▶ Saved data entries
────────

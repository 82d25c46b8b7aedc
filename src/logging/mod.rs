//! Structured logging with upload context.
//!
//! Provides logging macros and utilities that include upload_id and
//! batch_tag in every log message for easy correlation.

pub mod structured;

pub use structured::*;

────────

▶ About this exercise
Each record above is to be restated word for word.

▶ Problem solution
repository 82d25c46b8b7aedc
filename src/logging/mod.rs
//! Structured logging with upload context.
//!
//! Provides logging macros and utilities that include upload_id and
//! batch_tag in every log message for easy correlation.

pub mod structured;

pub use structured::*;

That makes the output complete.